Cancer Association continuing to bring awareness to Breast Cancer

In observance of Breast Cancer Awareness Month, October, the Cancer Association of Grand Bahama Hospice hosted a Breast Cancer Awareness Seminar on Tuesday (October 3) night in the organization’s meeting room. Residents turned out in large numbers to hear from presenters, who shared vital information about the disease.

In observance of Breast Cancer Awareness Month, October, the Cancer Association of Grand Bahama Hospice hosted a Breast Cancer Awareness Seminar on Tuesday (October 3) night in the organization’s meeting room.

President and Counselor of the Association, Norma Headley, in an interview with this daily, said that the seminar featured two doctors.

“Dr. Bethel, who is a radiologist, she spoke on X-rays and Dr. Johnson, she’s an intern, she spoke on Breast Cancer and the different stages,” she said.

She added that this month the association wants to concentrate on Breast Cancer, which means keeping up with women who need to get mammograms done, along with coordinating with radiologists and patients.

Headley said that more women, specifically Bahamian women, need to educate themselves.

“It’s not that they’re uniformed, it’s too much information out there. It’s just that the black Bahamian women do not want to hear about Breast Cancer,” she said.

According to Headley, many of these women place other things as a priority over screening for cancer.
She stated that Breast Cancer usually hurts in the last stages.

Headley also noted that one of the presenting doctors explained how Breast Cancer is difficult to detect in heavy and dense breasts. “This is why women should be proactive in going to the doctor and getting mammograms, especially if cancer runs in their family,” she said.
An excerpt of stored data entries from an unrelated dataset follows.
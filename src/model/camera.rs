use glam::{Mat4, Vec3};

/// Pitch limit, slightly less than π/2 to keep `look_at_rh` well defined.
pub const MAX_PITCH: f32 = 1.5533;

#[derive(Debug, Clone, PartialEq)]
pub struct Camera {
    pub eye: Vec3,
    pub yaw: f32,
    pub pitch: f32,
    pub up: Vec3,
    pub fov_y: f32,
    pub aspect: f32,
    pub z_near: f32,
    pub z_far: f32,
}

impl Camera {
    pub fn new(width: u32, height: u32) -> Self {
        Self {
            eye: Vec3::ZERO,
            yaw: 0.0,
            pitch: 0.0,
            up: Vec3::Y,
            fov_y: 75f32.to_radians(),
            aspect: aspect_of(width, height),
            z_near: 0.1,
            z_far: 1000.0,
        }
    }

    pub fn forward(&self) -> Vec3 {
        let cy = self.yaw;
        let cp = self.pitch.clamp(-MAX_PITCH, MAX_PITCH);
        Vec3::new(cy.cos() * cp.cos(), cp.sin(), cy.sin() * cp.cos()).normalize()
    }

    pub fn right(&self) -> Vec3 {
        self.forward().cross(self.up).normalize()
    }

    pub fn target(&self) -> Vec3 {
        self.eye + self.forward()
    }

    pub fn set_aspect(&mut self, width: u32, height: u32) {
        self.aspect = aspect_of(width, height);
    }

    pub fn view(&self) -> Mat4 {
        Mat4::look_at_rh(self.eye, self.target(), self.up)
    }

    pub fn view_proj(&self) -> Mat4 {
        let proj = Mat4::perspective_rh(self.fov_y, self.aspect, self.z_near, self.z_far);
        proj * self.view()
    }

    /// Orient the camera so that `forward()` points at `target`.
    pub fn set_look_at(&mut self, target: Vec3) {
        let dir = (target - self.eye).normalize_or_zero();
        if dir == Vec3::ZERO {
            return;
        }
        self.yaw = dir.z.atan2(dir.x);
        self.pitch = dir.y.asin().clamp(-MAX_PITCH, MAX_PITCH);
    }
}

fn aspect_of(width: u32, height: u32) -> f32 {
    width.max(1) as f32 / height.max(1) as f32
}

#[cfg(test)]
mod tests {
    use super::*;

    #[test]
    fn look_at_points_forward_at_target() {
        let mut cam = Camera::new(800, 600);
        cam.eye = Vec3::new(-25.0, 50.0, -25.0);
        cam.set_look_at(Vec3::ZERO);
        let expected = (Vec3::ZERO - cam.eye).normalize();
        assert!((cam.forward() - expected).length() < 1e-5);
    }

    #[test]
    fn look_at_own_eye_keeps_orientation() {
        let mut cam = Camera::new(800, 600);
        cam.yaw = 0.3;
        cam.set_look_at(cam.eye);
        assert_eq!(cam.yaw, 0.3);
    }

    #[test]
    fn zero_height_does_not_divide_by_zero() {
        let mut cam = Camera::new(800, 0);
        assert!(cam.aspect.is_finite());
        cam.set_aspect(1280, 720);
        assert!((cam.aspect - 1280.0 / 720.0).abs() < 1e-6);
    }
}
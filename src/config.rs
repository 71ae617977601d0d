use crate::controller::camera_controller::RigConfig;
use crate::controller::input::{KeyBindings, KeyMatch};

/// Enables the debug overlay and world axes.
pub const DEBUG_ENV: &str = "CUBEYARD_DEBUG";
/// `sensitive` or `insensitive` key matching.
pub const KEY_MATCH_ENV: &str = "CUBEYARD_KEY_MATCH";

/// Application settings shared by the WASM and native front ends.
#[derive(Debug, Clone, PartialEq)]
pub struct AppConfig {
    pub debug: bool,
    pub key_match: KeyMatch,
    pub bindings: KeyBindings,
    /// Speed multiplier handed to the player's forward/backward commands each frame.
    pub move_speed: f32,
    /// Speed multiplier handed to the player's turn commands each frame.
    pub turn_speed: f32,
    pub rig: RigConfig,
    pub width: u32,
    pub height: u32,
}

impl Default for AppConfig {
    fn default() -> Self {
        Self {
            debug: false,
            key_match: KeyMatch::CaseSensitive,
            bindings: KeyBindings::default(),
            move_speed: 0.25,
            turn_speed: 0.2,
            rig: RigConfig::default(),
            width: 800,
            height: 600,
        }
    }
}

impl AppConfig {
    pub fn from_env() -> Self {
        Self::from_lookup(|key| std::env::var(key).ok())
    }

    pub fn from_lookup(lookup: impl Fn(&str) -> Option<String>) -> Self {
        let mut config = Self::default();
        if let Some(v) = lookup(DEBUG_ENV) {
            config.debug = parse_flag(&v);
        }
        if let Some(m) = lookup(KEY_MATCH_ENV).as_deref().and_then(parse_key_match) {
            config.key_match = m;
        }
        config
    }

    /// Browser settings from `location.search`, e.g. `?debug&keys=insensitive`.
    pub fn from_query(search: &str) -> Self {
        let mut config = Self::default();
        let pairs = search
            .trim_start_matches('?')
            .split('&')
            .filter(|p| !p.is_empty())
            .map(|p| p.split_once('=').unwrap_or((p, "")));
        for (key, value) in pairs {
            match key {
                "debug" => config.debug = parse_flag(value),
                "keys" => {
                    if let Some(m) = parse_key_match(value) {
                        config.key_match = m;
                    }
                }
                _ => {}
            }
        }
        config
    }
}

fn parse_flag(value: &str) -> bool {
    matches!(
        value.trim().to_ascii_lowercase().as_str(),
        "" | "1" | "true" | "yes" | "on"
    )
}

fn parse_key_match(value: &str) -> Option<KeyMatch> {
    match value.trim().to_ascii_lowercase().as_str() {
        "sensitive" | "case-sensitive" => Some(KeyMatch::CaseSensitive),
        "insensitive" | "case-insensitive" => Some(KeyMatch::CaseInsensitive),
        _ => None,
    }
}
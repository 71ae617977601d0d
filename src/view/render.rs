use glam::{Mat4, Vec3};
use tracing::{debug, warn};
use wgpu::util::DeviceExt;
use wgpu::*;

use crate::controller::FrameReport;
use crate::error::RenderError;
use crate::model::{Camera, Geometry, Material, RenderHandle, Transform};
use crate::ui;
use crate::utils::{create_axes_mesh, Mesh, MeshBuffer, Vertex};
use crate::view::gpu_init::GpuContext;
use crate::view::RenderBackend;

const DEPTH_FORMAT: TextureFormat = TextureFormat::Depth32Float;
const AXES_LENGTH: f32 = 100.0;
/// Directional light position; the sun shines from here toward the origin.
const SUN_POSITION: Vec3 = Vec3::new(-100.0, 100.0, 100.0);

#[repr(C)]
#[derive(Clone, Copy, bytemuck::Pod, bytemuck::Zeroable)]
pub struct CameraUniform {
    pub view_proj: [[f32; 4]; 4],
}

#[repr(C)]
#[derive(Clone, Copy, bytemuck::Pod, bytemuck::Zeroable)]
pub struct LightingUniform {
    pub sun_dir: [f32; 3],
    pub sun_intensity: f32,
    pub ambient: f32,
    pub _pad: [f32; 3],
}

impl Default for LightingUniform {
    fn default() -> Self {
        Self {
            sun_dir: SUN_POSITION.normalize().to_array(),
            sun_intensity: 1.0,
            ambient: 0.25,
            _pad: [0.0; 3],
        }
    }
}

#[repr(C)]
#[derive(Clone, Copy, bytemuck::Pod, bytemuck::Zeroable)]
pub struct ModelUniform {
    pub transform: [[f32; 4]; 4],
}

impl From<Mat4> for ModelUniform {
    fn from(m: Mat4) -> Self {
        Self { transform: m.to_cols_array_2d() }
    }
}

/// A mesh plus its own model-matrix uniform.
struct DrawItem {
    mesh: MeshBuffer,
    model_buffer: Buffer,
    bind_group: BindGroup,
}

struct CameraResources {
    camera_buffer: Buffer,
    bind_group_layout: BindGroupLayout,
    bind_group: BindGroup,
}

fn uniform_entry(binding: u32, visibility: ShaderStages) -> BindGroupLayoutEntry {
    BindGroupLayoutEntry {
        binding,
        visibility,
        ty: BindingType::Buffer {
            ty: BufferBindingType::Uniform,
            has_dynamic_offset: false,
            min_binding_size: None,
        },
        count: None,
    }
}

pub fn create_depth_texture(device: &Device, width: u32, height: u32) -> TextureView {
    let depth_texture = device.create_texture(&TextureDescriptor {
        label: Some("depth_texture"),
        size: Extent3d { width: width.max(1), height: height.max(1), depth_or_array_layers: 1 },
        mip_level_count: 1,
        sample_count: 1,
        dimension: TextureDimension::D2,
        format: DEPTH_FORMAT,
        usage: TextureUsages::RENDER_ATTACHMENT,
        view_formats: &[],
    });
    depth_texture.create_view(&TextureViewDescriptor::default())
}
Other risk factors for Breast Cancer include – age, race, personal health history, early menstruation, and late menopause (after 55).

The recommended age for women to receive mammograms is 35-40 and they should get this done at least once a year. Women can also get their breasts checked by a doctor from as early as 20-years-old.

Women should also look and feel their breasts once a month, around the same time, for lumps or skin changes.

Other ways to help reduce the risk of developing Breast Cancer is keeping a healthy weight, exercising regularly, getting enough sleep, limiting alcohol intake and breastfeeding your babies.

According to the Lucayan’s Family Doctor, when caught early Breast Cancer patients have a 98 percent survival rate. It was also noted that Breast Cancer is the fourth leading cause of death among Bahamian women. It accounts for 25 percent of cancer related deaths among females.

Males can also get Breast Cancer, but it is less frequent than females.

Research shows that Breast Cancer starts when cells in the breast begin to grow out of control. These cells usually form a tumor that can often be seen on an X-ray or felt as a lump. The tumor is malignant (cancer) if the cells can grow into surrounding tissues or spread or metastasize to distant areas of the body.

Drugs used to treat breast cancer are considered systemic therapies because they can reach cancer cells almost anywhere in the body. They can be given by mouth or put directly into the bloodstream. Depending on the type of breast cancer, different types of drug treatment might be used, including: Chemotherapy Hormone Therapy and Targeted therapy. Many women get more than one type of treatment for their cancer.

Breast Cancer is also often treated by surgery to remove the tumor. Depending on the type of breast cancer and how advanced it is, you might need other types of treatment as well, either before or after surgery, or sometimes both.